//! ConversationStore 实现

use std::sync::Arc;

use chrono::Utc;
use parking_lot::RwLock;
use tokio::sync::mpsc;

use super::backend::ChatBackend;
use super::notifier::{Notifier, SubscriberId};
use super::{Notification, StoreEvent, StoreEventKind, StreamingSnapshot};
use crate::protocol::CompletePayload;
use crate::storage::{LocalStore, LAST_SESSION_KEY};
use crate::types::{
    ConnectionStatus, Message, Role, Session, SessionSettings, SessionUpdate, SourceCitation,
};
use crate::{Error, Result};

/// 订阅者通道容量
const SUBSCRIBER_CAPACITY: usize = 256;

#[derive(Debug, Default)]
struct State {
    sessions: Vec<Session>,
    current_session_id: Option<String>,
    messages: Vec<Message>,
    connection: ConnectionStatus,
    streaming: StreamingSnapshot,
    /// 进行中的加载操作数
    loading: u32,
}

impl State {
    fn bump_message_count(&mut self, session_id: &str) {
        if let Some(session) = self.sessions.iter_mut().find(|s| s.id == session_id) {
            session.message_count += 1;
        }
    }

    fn upsert_session(&mut self, session: &Session) {
        match self.sessions.iter_mut().find(|s| s.id == session.id) {
            Some(existing) => *existing = session.clone(),
            None => self.sessions.insert(0, session.clone()),
        }
    }
}

struct Inner {
    state: RwLock<State>,
    backend: Arc<dyn ChatBackend>,
    local: LocalStore,
    notifier: Notifier,
}

/// 会话状态容器
///
/// Clone 开销很小（内部是 Arc），由应用根持有并注入给 [`crate::chat::ChatChannel`]。
#[derive(Clone)]
pub struct ConversationStore {
    inner: Arc<Inner>,
}

/// 事件订阅
pub struct Subscription {
    pub id: SubscriberId,
    receiver: mpsc::Receiver<StoreEvent>,
}

impl Subscription {
    pub async fn recv(&mut self) -> Option<StoreEvent> {
        self.receiver.recv().await
    }

    pub fn try_recv(&mut self) -> Option<StoreEvent> {
        self.receiver.try_recv().ok()
    }
}

/// 加载计数守卫，离开作用域时自动减一
struct LoadingGuard<'a> {
    store: &'a ConversationStore,
}

impl Drop for LoadingGuard<'_> {
    fn drop(&mut self) {
        let finished = {
            let mut state = self.store.inner.state.write();
            state.loading = state.loading.saturating_sub(1);
            state.loading == 0
        };
        if finished {
            self.store.emit(StoreEvent::LoadingChanged(false));
        }
    }
}

impl ConversationStore {
    pub fn new(backend: Arc<dyn ChatBackend>, local: LocalStore) -> Self {
        Self {
            inner: Arc::new(Inner {
                state: RwLock::new(State::default()),
                backend,
                local,
                notifier: Notifier::new(),
            }),
        }
    }

    // ==================== 订阅 ====================

    /// 订阅指定类别的事件
    pub fn subscribe(&self, kinds: &[StoreEventKind]) -> Subscription {
        let (tx, rx) = mpsc::channel(SUBSCRIBER_CAPACITY);
        let id = self.inner.notifier.register(tx, kinds);
        Subscription { id, receiver: rx }
    }

    pub fn unsubscribe(&self, id: SubscriberId) {
        self.inner.notifier.unregister(id);
    }

    fn emit(&self, event: StoreEvent) {
        self.inner.notifier.broadcast(event);
    }

    // ==================== 只读视图 ====================

    pub fn sessions(&self) -> Vec<Session> {
        self.inner.state.read().sessions.clone()
    }

    pub fn current_session_id(&self) -> Option<String> {
        self.inner.state.read().current_session_id.clone()
    }

    pub fn current_session(&self) -> Option<Session> {
        let state = self.inner.state.read();
        let id = state.current_session_id.as_ref()?;
        state.sessions.iter().find(|s| &s.id == id).cloned()
    }

    pub fn messages(&self) -> Vec<Message> {
        self.inner.state.read().messages.clone()
    }

    pub fn is_loading(&self) -> bool {
        self.inner.state.read().loading > 0
    }

    pub fn streaming(&self) -> StreamingSnapshot {
        self.inner.state.read().streaming.clone()
    }

    pub fn connection_status(&self) -> ConnectionStatus {
        self.inner.state.read().connection
    }

    /// 本地记住的最近使用会话
    pub fn last_session_id(&self) -> Option<String> {
        self.inner.local.get(LAST_SESSION_KEY)
    }

    fn begin_loading(&self) -> LoadingGuard<'_> {
        let started = {
            let mut state = self.inner.state.write();
            state.loading += 1;
            state.loading == 1
        };
        if started {
            self.emit(StoreEvent::LoadingChanged(true));
        }
        LoadingGuard { store: self }
    }

    async fn remember(&self, session_id: &str) {
        if let Err(e) = self.inner.local.persist(LAST_SESSION_KEY, session_id).await {
            tracing::warn!("保存最近会话失败: {}", e);
        }
    }

    // ==================== 会话 ====================

    /// 从后端刷新会话列表
    pub async fn load_sessions(&self) -> Result<Vec<Session>> {
        let _loading = self.begin_loading();
        let sessions = self.inner.backend.list_sessions().await?;
        self.inner.state.write().sessions = sessions.clone();
        self.emit(StoreEvent::SessionsChanged);
        Ok(sessions)
    }

    /// 初始化当前会话
    ///
    /// 指定 `session_id` 时直接加载；否则依次尝试：本地记住的会话 →
    /// 最近更新的会话 → 新建会话。成功返回时一定有且只有一个当前会话。
    pub async fn initialize_session(&self, session_id: Option<&str>) -> Result<Session> {
        let _loading = self.begin_loading();

        if let Some(id) = session_id {
            let session = self.inner.backend.get_session(id).await?;
            return self.activate(session).await;
        }

        let sessions = self.load_sessions().await?;

        let remembered = self
            .last_session_id()
            .and_then(|id| sessions.iter().find(|s| s.id == id).cloned());
        if remembered.is_none() {
            tracing::debug!("没有可恢复的最近会话，回退到最近更新的会话");
        }

        match remembered.or_else(|| most_recent(&sessions)) {
            Some(session) => self.activate(session).await,
            None => {
                tracing::info!("没有任何会话，新建一个");
                self.create_session(SessionSettings::default()).await
            }
        }
    }

    /// 切换到已存在的会话（加载消息历史）
    async fn activate(&self, session: Session) -> Result<Session> {
        let messages = self.inner.backend.list_messages(&session.id).await?;

        {
            let mut state = self.inner.state.write();
            state.upsert_session(&session);
            state.current_session_id = Some(session.id.clone());
            state.messages = messages;
            state.streaming = StreamingSnapshot::default();
        }
        self.remember(&session.id).await;

        tracing::info!("📂 当前会话: {} ({})", session.id, session.title);
        self.emit(StoreEvent::SessionsChanged);
        self.emit(StoreEvent::CurrentSessionChanged(Some(session.id.clone())));
        self.emit(StoreEvent::MessagesReplaced);
        self.emit(StoreEvent::StreamingReset);
        Ok(session)
    }

    /// 新建会话并设为当前会话
    pub async fn create_session(&self, settings: SessionSettings) -> Result<Session> {
        let _loading = self.begin_loading();
        let session = self.inner.backend.create_session(&settings).await?;

        {
            let mut state = self.inner.state.write();
            state.sessions.retain(|s| s.id != session.id);
            state.sessions.insert(0, session.clone());
            state.current_session_id = Some(session.id.clone());
            state.messages.clear();
            state.streaming = StreamingSnapshot::default();
        }
        self.remember(&session.id).await;

        tracing::info!("🆕 新建会话: {}", session.id);
        self.emit(StoreEvent::SessionsChanged);
        self.emit(StoreEvent::CurrentSessionChanged(Some(session.id.clone())));
        self.emit(StoreEvent::MessagesReplaced);
        self.emit(StoreEvent::StreamingReset);
        Ok(session)
    }

    /// 更新会话设置
    pub async fn update_session_settings(
        &self,
        session_id: &str,
        update: SessionUpdate,
    ) -> Result<Session> {
        let session = self.inner.backend.update_session(session_id, &update).await?;
        {
            let mut state = self.inner.state.write();
            if let Some(existing) = state.sessions.iter_mut().find(|s| s.id == session.id) {
                *existing = session.clone();
            }
        }
        self.emit(StoreEvent::SessionsChanged);
        Ok(session)
    }

    /// 删除会话
    ///
    /// 删除的是当前会话时，当前会话置空，由调用方决定替代会话。
    pub async fn delete_session(&self, session_id: &str) -> Result<()> {
        self.inner.backend.delete_session(session_id).await?;

        let was_current = {
            let mut state = self.inner.state.write();
            state.sessions.retain(|s| s.id != session_id);
            if state.current_session_id.as_deref() == Some(session_id) {
                state.current_session_id = None;
                state.messages.clear();
                state.streaming = StreamingSnapshot::default();
                true
            } else {
                false
            }
        };

        if self.last_session_id().as_deref() == Some(session_id) {
            if let Err(e) = self.inner.local.forget(LAST_SESSION_KEY).await {
                tracing::warn!("清除最近会话失败: {}", e);
            }
        }

        tracing::info!("🗑️ 删除会话: {} (current={})", session_id, was_current);
        self.emit(StoreEvent::SessionsChanged);
        if was_current {
            self.emit(StoreEvent::CurrentSessionChanged(None));
            self.emit(StoreEvent::MessagesReplaced);
        }
        Ok(())
    }

    // ==================== 消息与流式缓冲 ====================

    /// 乐观插入用户消息（不等待服务端确认）
    pub fn add_user_message(&self, content: &str) -> Result<Message> {
        let message = {
            let mut state = self.inner.state.write();
            let session_id = state
                .current_session_id
                .clone()
                .ok_or(Error::NoCurrentSession)?;
            let message = Message::optimistic_user(&session_id, content);
            state.messages.push(message.clone());
            state.bump_message_count(&session_id);
            message
        };
        self.emit(StoreEvent::MessageAdded(message.clone()));
        Ok(message)
    }

    /// 追加回答片段
    pub fn append_streaming_content(&self, fragment: &str) {
        {
            let mut state = self.inner.state.write();
            state.streaming.content.push_str(fragment);
            state.streaming.active = true;
        }
        self.emit(StoreEvent::ContentAppended(fragment.to_string()));
    }

    pub fn set_status_message(&self, text: impl Into<String>) {
        let text = text.into();
        self.inner.state.write().streaming.status_message = Some(text.clone());
        self.emit(StoreEvent::StatusMessage(text));
    }

    pub fn set_current_sources(&self, sources: Vec<SourceCitation>) {
        let count = sources.len();
        self.inner.state.write().streaming.sources = sources;
        self.emit(StoreEvent::SourcesUpdated(count));
    }

    /// 清空流式缓冲区
    pub fn reset_streaming(&self) {
        self.inner.state.write().streaming = StreamingSnapshot::default();
        self.emit(StoreEvent::StreamingReset);
    }

    /// 用缓冲区内容生成最终的助手消息并清空缓冲区
    ///
    /// 没有当前会话时只清空缓冲区，返回 None。
    pub fn finalize_streaming_message(&self, payload: CompletePayload) -> Option<Message> {
        let message = {
            let mut state = self.inner.state.write();
            let buffer = std::mem::take(&mut state.streaming);

            match state.current_session_id.clone() {
                None => None,
                Some(session_id) => {
                    let sources = match payload.sources {
                        Some(sources) if sources.is_empty() => None,
                        Some(sources) => Some(sources),
                        None if buffer.sources.is_empty() => None,
                        None => Some(buffer.sources),
                    };
                    let search_query = state
                        .messages
                        .iter()
                        .rev()
                        .find(|m| m.role == Role::User)
                        .map(|m| m.content.clone());

                    let message = Message {
                        id: payload
                            .message_id
                            .unwrap_or_else(|| uuid::Uuid::new_v4().to_string()),
                        session_id: session_id.clone(),
                        role: Role::Assistant,
                        content: buffer.content,
                        created_at: Some(Utc::now()),
                        response_time_ms: payload.response_time_ms,
                        token_count: payload.token_count,
                        sources,
                        search_query,
                        is_error: false,
                    };
                    state.messages.push(message.clone());
                    state.bump_message_count(&session_id);
                    Some(message)
                }
            }
        };

        match message {
            Some(ref m) => {
                tracing::debug!(
                    "✅ 回答完成: len={}, response_time_ms={:?}",
                    m.content.len(),
                    m.response_time_ms
                );
                self.emit(StoreEvent::MessageAdded(m.clone()));
            }
            None => tracing::warn!("收到 complete 但没有当前会话，丢弃"),
        }
        self.emit(StoreEvent::StreamingReset);
        message
    }

    /// 插入一条助手角色的错误消息，清空缓冲区并发出错误通知
    pub fn add_error_message(&self, error: &str) -> Option<Message> {
        let message = {
            let mut state = self.inner.state.write();
            state.streaming = StreamingSnapshot::default();

            state.current_session_id.clone().map(|session_id| {
                let message = Message {
                    id: uuid::Uuid::new_v4().to_string(),
                    session_id: session_id.clone(),
                    role: Role::Assistant,
                    content: format!("Error: {}", error),
                    created_at: Some(Utc::now()),
                    response_time_ms: None,
                    token_count: None,
                    sources: None,
                    search_query: None,
                    is_error: true,
                };
                state.messages.push(message.clone());
                state.bump_message_count(&session_id);
                message
            })
        };

        if let Some(ref m) = message {
            self.emit(StoreEvent::MessageAdded(m.clone()));
        }
        self.emit(StoreEvent::StreamingReset);
        self.notify(Notification::error(error));
        message
    }

    // ==================== 连接状态 / 通知 ====================

    /// 更新连接状态；不合法的迁移被忽略并返回 false
    pub fn set_connection_status(&self, status: ConnectionStatus) -> bool {
        let changed = {
            let mut state = self.inner.state.write();
            let current = state.connection;
            if !current.can_transition_to(status) {
                tracing::debug!("忽略非法的连接状态迁移: {} → {}", current, status);
                return false;
            }
            state.connection = status;
            current != status
        };

        if changed {
            tracing::debug!("🔌 连接状态: {}", status);
            self.emit(StoreEvent::ConnectionChanged(status));
        }
        true
    }

    pub fn notify(&self, notification: Notification) {
        self.emit(StoreEvent::Notification(notification));
    }
}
---
Activity:
Lines that contain "struct" should be pulled from the entries above and reported.

Output:
struct State {
struct Inner {
pub struct ConversationStore {
pub struct Subscription {
struct LoadingGuard<'a> {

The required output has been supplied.